[Start of Attachment]
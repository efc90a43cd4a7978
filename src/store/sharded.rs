use std::hash::Hash;
use std::sync::Arc;

use ahash::{AHashMap, RandomState};
use parking_lot::RwLock;

use crate::value::ValueHolder;

// ---------------------------------------------------------------------------
// CacheEntry
// ---------------------------------------------------------------------------

/// A single entry in the store.
///
/// `stamp` is the entry's identity: maintenance decisions (eviction,
/// expiration) recorded against one incarnation of a key never remove a
/// newer incarnation, because the removal is conditional on the stamp
/// still matching.
pub(crate) struct CacheEntry<V> {
    pub(crate) value: ValueHolder<V>,
    pub(crate) weight: u64,
    /// Ticker nanos at insertion or replacement.
    pub(crate) written_at: u64,
    /// Identity stamp, unique per write.
    pub(crate) stamp: u64,
    /// Absolute expire-after-access deadline, bumped on every read.
    pub(crate) access_deadline: Option<u64>,
    /// Absolute expire-after-write deadline, set only on write.
    pub(crate) write_deadline: Option<u64>,
}

impl<V> CacheEntry<V> {
    /// The earliest of the two expiration deadlines, if any.
    #[inline]
    pub(crate) fn deadline(&self) -> Option<u64> {
        match (self.access_deadline, self.write_deadline) {
            (Some(a), Some(w)) => Some(a.min(w)),
            (Some(a), None) => Some(a),
            (None, Some(w)) => Some(w),
            (None, None) => None,
        }
    }

    #[inline]
    pub(crate) fn is_expired(&self, now: u64) -> bool {
        matches!(self.deadline(), Some(d) if now >= d)
    }

    /// Present, unexpired, and (for weak values) not yet collected.
    #[inline]
    pub(crate) fn is_live(&self, now: u64) -> bool {
        !self.is_expired(now) && !self.value.is_collected()
    }
}

/// A read-path snapshot of one entry, taken under the shard's shared lock.
pub(crate) struct EntryView<V> {
    /// `None` when a weakly held value has been reclaimed.
    pub(crate) value: Option<Arc<V>>,
    pub(crate) weight: u64,
    pub(crate) written_at: u64,
    pub(crate) stamp: u64,
    pub(crate) write_deadline: Option<u64>,
    /// Effective expiration deadline (min of the two), if any.
    pub(crate) deadline: Option<u64>,
}

/// Outcome of a put-if-absent attempt.
pub(crate) enum TryInsertOutcome<V> {
    /// The new entry went in. Carries the dead entry it displaced (expired
    /// or collected), if any, so the caller can notify.
    Inserted(Option<CacheEntry<V>>),
    /// A live mapping already exists; nothing changed.
    Present(Arc<V>),
}

// ---------------------------------------------------------------------------
// Shard
// ---------------------------------------------------------------------------

/// Cache-line padding to prevent false sharing between shards.
#[repr(align(64))]
struct Shard<K, V> {
    map: RwLock<AHashMap<K, CacheEntry<V>>>,
}

// ---------------------------------------------------------------------------
// ShardedStore
// ---------------------------------------------------------------------------

/// A thread-safe entry store backed by `N` independently-locked shards.
///
/// Reads take a shared lock, writes an exclusive lock, both per-shard, so
/// mutations are linearizable per key and reads never observe a torn
/// entry.
pub(crate) struct ShardedStore<K, V> {
    shards: Box<[Shard<K, V>]>,
    /// Always `shards.len() - 1`; shards.len() is a power of two.
    shard_mask: usize,
    /// Hasher used only to compute shard indices.
    build_hasher: RandomState,
}

impl<K: Hash + Eq + Clone, V> ShardedStore<K, V> {
    pub(crate) fn new(num_shards: usize, build_hasher: RandomState) -> Self {
        assert!(num_shards.is_power_of_two());
        let shards = (0..num_shards)
            .map(|_| Shard {
                map: RwLock::new(AHashMap::new()),
            })
            .collect::<Vec<_>>()
            .into_boxed_slice();

        ShardedStore {
            shards,
            shard_mask: num_shards - 1,
            build_hasher,
        }
    }

    #[inline]
    fn shard(&self, key: &K) -> &Shard<K, V> {
        let h = self.build_hasher.hash_one(key);
        // High bits have the better avalanche from ahash.
        &self.shards[((h >> 32) as usize) & self.shard_mask]
    }

    // -----------------------------------------------------------------------
    // Reads
    // -----------------------------------------------------------------------

    /// Returns a snapshot of the entry for `key`, or `None` if absent.
    ///
    /// The caller is responsible for interpreting the deadline and the
    /// collected-value state.
    pub(crate) fn view(&self, key: &K) -> Option<EntryView<V>> {
        self.shard(key).map.read().get(key).map(|e| EntryView {
            value: e.value.get(),
            weight: e.weight,
            written_at: e.written_at,
            stamp: e.stamp,
            write_deadline: e.write_deadline,
            deadline: e.deadline(),
        })
    }

    pub(crate) fn contains(&self, key: &K, now: u64) -> bool {
        self.shard(key)
            .map
            .read()
            .get(key)
            .is_some_and(|e| e.is_live(now))
    }

    /// Total number of entries across all shards, including entries whose
    /// removal is still pending maintenance.
    pub(crate) fn len(&self) -> usize {
        self.shards.iter().map(|s| s.map.read().len()).sum()
    }

    pub(crate) fn is_empty(&self) -> bool {
        self.shards.iter().all(|s| s.map.read().is_empty())
    }

    /// Snapshot of every key. Weakly consistent: taken shard by shard.
    pub(crate) fn keys(&self) -> Vec<K> {
        let mut out = Vec::new();
        for shard in self.shards.iter() {
            out.extend(shard.map.read().keys().cloned());
        }
        out
    }

    /// Snapshot of every live `(key, value)` pair.
    pub(crate) fn entries(&self, now: u64) -> Vec<(K, Arc<V>)> {
        let mut out = Vec::new();
        for shard in self.shards.iter() {
            for (k, e) in shard.map.read().iter() {
                if !e.is_expired(now) {
                    if let Some(v) = e.value.get() {
                        out.push((k.clone(), v));
                    }
                }
            }
        }
        out
    }

    // -----------------------------------------------------------------------
    // Writes
    // -----------------------------------------------------------------------

    /// Inserts `entry`, returning the previous entry if any.
    pub(crate) fn insert(&self, key: K, entry: CacheEntry<V>) -> Option<CacheEntry<V>> {
        self.shard(&key).map.write().insert(key, entry)
    }

    /// Inserts `entry` only if no live mapping exists.
    pub(crate) fn try_insert(
        &self,
        key: K,
        entry: CacheEntry<V>,
        now: u64,
    ) -> TryInsertOutcome<V> {
        let shard = self.shard(&key);
        let mut map = shard.map.write();
        if let Some(existing) = map.get(&key) {
            if existing.is_live(now) {
                if let Some(v) = existing.value.get() {
                    return TryInsertOutcome::Present(v);
                }
            }
            // Expired or collected: displace and report the corpse.
            let old = map.insert(key, entry);
            return TryInsertOutcome::Inserted(old);
        }
        map.insert(key, entry);
        TryInsertOutcome::Inserted(None)
    }

    /// Replaces the value for `key` only if a live mapping exists.
    /// Returns the previous entry on success.
    pub(crate) fn replace(
        &self,
        key: &K,
        entry: CacheEntry<V>,
        now: u64,
    ) -> Option<CacheEntry<V>> {
        let shard = self.shard(key);
        let mut map = shard.map.write();
        match map.get(key) {
            Some(existing) if existing.is_live(now) => map.insert(key.clone(), entry),
            _ => None,
        }
    }

    /// Replaces the value for `key` only if its identity stamp still
    /// matches `stamp`. Used by refresh so a reload never clobbers a
    /// newer write. Returns the previous entry on success.
    pub(crate) fn replace_if_stamp(
        &self,
        key: &K,
        stamp: u64,
        entry: CacheEntry<V>,
    ) -> Option<CacheEntry<V>> {
        let shard = self.shard(key);
        let mut map = shard.map.write();
        match map.get(key) {
            Some(existing) if existing.stamp == stamp => map.insert(key.clone(), entry),
            _ => None,
        }
    }

    /// Replaces the value for `key` only if the current value equals
    /// `expected`. Returns the previous entry on success.
    pub(crate) fn replace_if(
        &self,
        key: &K,
        expected: &V,
        entry: CacheEntry<V>,
        now: u64,
    ) -> Option<CacheEntry<V>>
    where
        V: PartialEq,
    {
        let shard = self.shard(key);
        let mut map = shard.map.write();
        match map.get(key) {
            Some(existing) if existing.is_live(now) && existing.value.value_eq(expected) => {
                map.insert(key.clone(), entry)
            }
            _ => None,
        }
    }

    /// Removes the entry for `key` unconditionally.
    pub(crate) fn remove(&self, key: &K) -> Option<CacheEntry<V>> {
        self.shard(key).map.write().remove(key)
    }

    /// Removes the entry for `key` only if the current value equals
    /// `expected`.
    pub(crate) fn remove_if_value(
        &self,
        key: &K,
        expected: &V,
        now: u64,
    ) -> Option<CacheEntry<V>>
    where
        V: PartialEq,
    {
        let shard = self.shard(key);
        let mut map = shard.map.write();
        match map.get(key) {
            Some(existing) if existing.is_live(now) && existing.value.value_eq(expected) => {
                map.remove(key)
            }
            _ => None,
        }
    }

    /// Removes the entry for `key` only if its identity stamp matches the
    /// one the maintenance decision was made against.
    pub(crate) fn remove_if_stamp(&self, key: &K, stamp: u64) -> Option<CacheEntry<V>> {
        let shard = self.shard(key);
        let mut map = shard.map.write();
        match map.get(key) {
            Some(existing) if existing.stamp == stamp => map.remove(key),
            _ => None,
        }
    }

    /// Removes the entry for `key` only if it has expired by `now`.
    pub(crate) fn remove_if_expired(&self, key: &K, now: u64) -> Option<CacheEntry<V>> {
        let shard = self.shard(key);
        let mut map = shard.map.write();
        match map.get(key) {
            Some(existing) if existing.is_expired(now) => map.remove(key),
            _ => None,
        }
    }

    /// Removes the entry for `key` only if its weak value was reclaimed.
    pub(crate) fn remove_if_collected(&self, key: &K) -> Option<CacheEntry<V>> {
        let shard = self.shard(key);
        let mut map = shard.map.write();
        match map.get(key) {
            Some(existing) if existing.value.is_collected() => map.remove(key),
            _ => None,
        }
    }

    /// Bumps the expire-after-access deadline of an existing entry.
    ///
    /// No-op if the key is gone; the write deadline is left untouched.
    pub(crate) fn update_access_deadline(&self, key: &K, deadline: u64) {
        if let Some(entry) = self.shard(key).map.write().get_mut(key) {
            entry.access_deadline = Some(deadline);
        }
    }

    /// Runs `f` on the slot for `key` under the shard's exclusive lock.
    ///
    /// This is the per-key linearization point for compute-style
    /// transformations; `f` must not touch the cache.
    pub(crate) fn compute_slot<F, R>(&self, key: &K, f: F) -> R
    where
        F: FnOnce(&mut AHashMap<K, CacheEntry<V>>) -> R,
    {
        let shard = self.shard(key);
        let mut map = shard.map.write();
        f(&mut map)
    }

    /// Removes every entry whose weak value has been reclaimed and returns
    /// the keys. Used by `clean_up` when weak values are enabled.
    pub(crate) fn sweep_collected(&self) -> Vec<K> {
        let mut collected = Vec::new();
        for shard in self.shards.iter() {
            let mut map = shard.map.write();
            map.retain(|k, e| {
                if e.value.is_collected() {
                    collected.push(k.clone());
                    false
                } else {
                    true
                }
            });
        }
        collected
    }

    /// Removes all entries from every shard.
    pub(crate) fn clear(&self) {
        for shard in self.shards.iter() {
            shard.map.write().clear();
        }
    }
}

// ---------------------------------------------------------------------------
// Tests
// ---------------------------------------------------------------------------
[End of Attachment]
Please give an exact restatement of only the lines from the beginning of the material above to the line with "unique per write.", inclusive.

repository efc90a43cd4a7978
filename src/store/sharded.rs
use std::hash::Hash;
use std::sync::Arc;

use ahash::{AHashMap, RandomState};
use parking_lot::RwLock;

use crate::value::ValueHolder;

// ---------------------------------------------------------------------------
// CacheEntry
// ---------------------------------------------------------------------------

/// A single entry in the store.
///
/// `stamp` is the entry's identity: maintenance decisions (eviction,
/// expiration) recorded against one incarnation of a key never remove a
/// newer incarnation, because the removal is conditional on the stamp
/// still matching.
pub(crate) struct CacheEntry<V> {
    pub(crate) value: ValueHolder<V>,
    pub(crate) weight: u64,
    /// Ticker nanos at insertion or replacement.
    pub(crate) written_at: u64,
    /// Identity stamp, unique per write.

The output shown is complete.